Si pensi quale profondissimo lavoro di analisi e di scavo è stato operato per rielaborare il lutto della tragedia militare e civile del Vietnam, che ha prodotto alcuni capolavori della storia del cinema – “Il cacciatore” su tutti –, così come per raccontare l’epopea del west, della mafia o degli scandali legati all’ambiente della politica. Bene, anche l’Italia ha avuto i suoi Vietnam: terrorismo, mafia, Tangentopoli. Eppure non è mai riuscita a dare dimensione culturale, letteraria e, tutto sommato, neppure storiografica a questi nodi pulsanti del passato del nostro paese. Perché? Ma perché il dibattito è sempre rimasto vittima delle pastoie della polemica politica politicante, dei più biechi interessi di parte, dei cambi di casacca, del peggior autoassolvimento dalle proprie responsabilità oppure della peggior demagogia stracciona. Quale grande film ha raccontato e metaforizzato quelle vicende? Quale grande romanzo corale? Quale serie o programma tivù? Dov’è il nostro Kubrick? Il nostro Balzac o Philip Roth? Il nostro canale Hbo? Se togliamo la splendida inchiesta televisiva “La notte della Repubblica” di Sergio Zavoli sugli anni del terrorismo (con la memorabile intervista a Mario Moretti, forse la più intensa della storia della Rai) e qualche piccolo spunto, qualche interessante velleità ne “La Piovra” o “La meglio gioventù” e poco altro ancora, mai un vasto scenario, mai una ricostruzione spietata, impietosa ma veramente bipartisan delle nostre sciagure, mai una sceneggiatura all’altezza della cronaca. Solo polemiche tra destra e sinistra, tra infami e rivoluzionari e tutti lì a guardarsi l’ombelico come ballerini di twerking e a fare sedute di autocoscienza e a dirsi e ridirsi come siamo invecchiati male e quanto erano formidabili quegli anni e romanzetti piccini picciò e pensierini da quattro soldi e killeraggi a cadavere freddo e lo stellone nazionale e albertosordi e l’Italietta dell’otto settembre che gira sempre la faccia dall’altra parte…
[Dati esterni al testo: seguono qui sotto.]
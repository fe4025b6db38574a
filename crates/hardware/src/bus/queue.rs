//! The pending-request queue seam.
//!
//! The driver only pulls already-admitted items; per-item timeout and
//! drop-delay enforcement belong to whatever supplies the queue (a
//! timeout-aware driver base in the source). The trait keeps that boundary:
//! a different supplier can substitute its own implementation without
//! touching the driver.

use std::cell::RefCell;
use std::collections::VecDeque;
use std::rc::Rc;

use super::packet::BusRequest;

/// FIFO of pending bus requests consumed by a channel driver.
pub trait RequestQueue {
    /// Whether at least one item is pending.
    fn has_pending(&self) -> bool;

    /// Removes and returns the first pending item.
    fn pop(&mut self) -> Option<BusRequest>;
}

/// Plain FIFO queue, shared single-producer/single-consumer between a
/// sequencer and a driver.
#[derive(Debug, Default)]
pub struct FifoQueue {
    items: VecDeque<BusRequest>,
}

impl FifoQueue {
    /// Creates an empty queue.
    pub fn new() -> Self {
        Self::default()
    }

    /// Creates an empty queue already wrapped for sharing.
    pub fn shared() -> Rc<RefCell<Self>> {
        Rc::new(RefCell::new(Self::new()))
    }

    /// Appends a request (producer side).
    pub fn push(&mut self, request: BusRequest) {
        self.items.push_back(request);
    }

    /// Number of pending items.
    pub fn len(&self) -> usize {
        self.items.len()
    }

    /// Whether the queue is empty.
    pub fn is_empty(&self) -> bool {
        self.items.is_empty()
    }
}

impl RequestQueue for FifoQueue {
    fn has_pending(&self) -> bool {
        !self.items.is_empty()
    }

    fn pop(&mut self) -> Option<BusRequest> {
        self.items.pop_front()
    }
}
Ecco, “Romanzo criminale” e “Gomorra” hanno avuto il coraggio e l’acume di prendere un pezzo di storia d’Italia e di guardarci finalmente dentro, senza nascondere o edulcorare e senza scendere a compromessi con il politicamente corretto. Con un approccio più pasoliniano e a tratti malinconico il primo, che racconta anche una storia di amicizia, più claustrofobico e totalmente immerso nell’abisso il secondo. Magnifici, come si spera (nonostante la presenza nel cast del monoespressivo Stefano Accorsi, uno dei più clamorosi bluff della cinematografia italiana) possano essere le dieci puntate dedicate a Manipulite.
Il male fa parte della vita di un uomo, le tragedie di quella di un paese: chi le nasconde o le accolla sulle spalle degli altri è destinato a fallire. E non soltanto davanti all’Auditel.